Superproteção familiar pode prejudicar autonomia de executivos, diz especialista

Para professor, jovens acostumados à segurança familiar costumam ter mais dificuldades em lidar com desafios nas empresas

SÃO PAULO – Os jovens executivos de empresas, especialmente os que tiveram uma infância e adolescência repleta de cuidados excessivos dos pais, costumam apresentar mais dificuldade para lidar com os desafios do dia a dia nas empresas em que atuam. Ao menos é nisso o que acredita o professor da Faculdade FIA de Administração e Negócios e especialista em liderança corporativa, Alfredo Behrens.
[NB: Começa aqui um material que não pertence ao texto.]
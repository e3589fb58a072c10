use anyhow::Result;
use async_trait::async_trait;
use sqlx::sqlite::SqlitePoolOptions;
use sqlx::{migrate::MigrateDatabase, Row, SqlitePool};
use tracing::info;

use super::{StateStore, StoreError, Version, VersionedState};
use crate::workflow::{CommentId, CommentState};

impl From<sqlx::Error> for StoreError {
    fn from(err: sqlx::Error) -> Self {
        StoreError::Unavailable(err.to_string())
    }
}

/// SQLite-backed store; the version column carries the compare-and-swap
pub struct SqliteStateStore {
    pool: SqlitePool,
}

impl SqliteStateStore {
    /// Connect, creating the database and running migrations if asked to
    pub async fn connect(database_url: &str, max_connections: u32, auto_migrate: bool) -> Result<Self> {
        if !sqlx::Sqlite::database_exists(database_url).await? {
            info!("Creating database at {}", database_url);
            sqlx::Sqlite::create_database(database_url).await?;
        }

        let pool = SqlitePoolOptions::new()
            .max_connections(max_connections)
            .connect(database_url)
            .await?;

        if auto_migrate {
            info!("Running database migrations...");
            sqlx::migrate!("./migrations").run(&pool).await?;
            info!("Database migrations completed");
        }

        Ok(Self { pool })
    }

    async fn current_version(&self, id: CommentId) -> Result<Option<Version>, StoreError> {
        let row = sqlx::query("SELECT version FROM comment_states WHERE id = ?1")
            .bind(id.to_string())
            .fetch_optional(&self.pool)
            .await?;

        Ok(row.map(|row| Version(row.get::<i64, _>("version") as u64)))
    }

    /// Close database connections gracefully
    pub async fn shutdown(&self) {
        info!("Shutting down database connections...");
        self.pool.close().await;
        info!("Database connections closed");
    }
}

#[async_trait]
impl StateStore for SqliteStateStore {
    async fn get(&self, id: CommentId) -> Result<VersionedState, StoreError> {
        let row = sqlx::query("SELECT version, state FROM comment_states WHERE id = ?1")
            .bind(id.to_string())
            .fetch_optional(&self.pool)
            .await?;

        let Some(row) = row else {
            return Err(StoreError::NotFound);
        };

        let version: i64 = row.get("version");
        let state: String = row.get("state");

        Ok(VersionedState {
            version: Version(version as u64),
            state: serde_json::from_str(&state)?,
        })
    }

    async fn put(
        &self,
        id: CommentId,
        state: &CommentState,
        expected: Option<Version>,
    ) -> Result<Version, StoreError> {
        let serialized = serde_json::to_string(state)?;

        let result = match expected {
            None => {
                sqlx::query(
                    r#"
                    INSERT INTO comment_states (id, version, state, updated_at)
                    VALUES (?1, 1, ?2, datetime('now'))
                    ON CONFLICT(id) DO NOTHING
                    "#,
                )
                .bind(id.to_string())
                .bind(&serialized)
                .execute(&self.pool)
                .await?
            }
            Some(version) => {
                sqlx::query(
                    r#"
                    UPDATE comment_states
                    SET version = version + 1, state = ?1, updated_at = datetime('now')
                    WHERE id = ?2 AND version = ?3
                    "#,
                )
                .bind(&serialized)
                .bind(id.to_string())
                .bind(version.0 as i64)
                .execute(&self.pool)
                .await?
            }
        };

        if result.rows_affected() == 0 {
            let found = self.current_version(id).await?;
            return Err(StoreError::Conflict { expected, found });
        }

        Ok(expected.map(Version::next).unwrap_or(Version::FIRST))
    }
}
Segundo ele, os profissionais superprotegidos costumam ser mais acomodados que os demais e têm menos confiança para sair das chamadas ‘zonas de conforto’. “É como se tal proteção familiar tivesse privado o profissional do confronto diário, ocasião em que um jovem costuma não apenas medir sua força, mas também adquirir segurança para enfrentar os desafios do cotidiano”, explica.

Falta exposição
Quem também compartilha dessa opinião, mas de modo diferente, já que não culpa unicamente a superproteção dos pais, é a professora de Psicologia Organizacional e do Trabalho da PUC (Pontifícia Universidade Católica) de São Paulo, Carmen Lúcia Arruda Rittner.

PUBLICIDADE

Para ela, este comportamento costuma ser motivado pela realidade em que tais jovens estão inseridos atualmente, afinal, por estarem constantemente cercados pela tecnologia, eles costumam ser cada vez menos expostos à situações de conflito.

“Não se trata de uma superproteção familiar propriamente dita, mas, sim, do intuito de oferecer oportunidades diferenciadas que proporcionam uma baixa tolerância à situações de estresse e conflito”, diz Carmem.

Nas empresas
E, se falta exposição no dia a dia, imagine para lidar com as situações de estresse nas empresas? De acordo com Carmem, por exemplo, não é raro encontrar profissionais que tenham dificuldade em assumir certas responsabilidades dentro das organizações.

“Os jovens que se enquadram em tais características costumam deixar para o outro a responsabilidade para a solução de conflitos. Eles não assumem a total responsabilidade por situações que envolvam diferentes posições politícas ou mesmo de ideias, por conta dessa dificuldade de certezas”, explica a profissional.

O problema, no entanto, não costuma ser encontrado na mesma proporção nas classes sociais menos favorecidas, já que a maioria dos jovens destas camadas sociais costuma trabalhar desde muito cedo.

“Eles são obrigados a se socializar sem regras e a exercer diversas funções para garantir a própria sobrevivência. Essas pessoas lutam todos os dias e, com isso, se tornam mais competitivas e espertas”, esclarece Behrens.

PUBLICIDADE

Qualificação
Mas engana-se quem imagina que apenas isso seja o suficiente para garantir boas oportunidades no mercado de trabalho brasileiro, afinal, se por um lado sobram caráter e vontade de crescer aos profissionais desta classe social, por outro falta qualificação, e muita.

“Essas pessoas normalmente não possuem qualificação técnica em gestão. Além disso, as empresas buscam profissionais que saibam outros idiomas, o que fatalmente acaba restringindo as oportunidades disponíveis aos profissionais de universidades particulares”, explica Behrens. Mas nem tudo está perdido, segundo o professor.

Para ele, muita coisa poderia mudar se, ao invés de apostar em profissionais sem garra, os empresários oferecessem oportunidades e treinamento aos que já a possuem. 

“Uma solução viável seria a realização de um trabalho conjunto entre escolas de negócios e empresas para o treinamento e qualificação de profissionais de classes sociais menos favorecidas, gerando, além de uma inclusão social, um executivo com mais garra”, diz.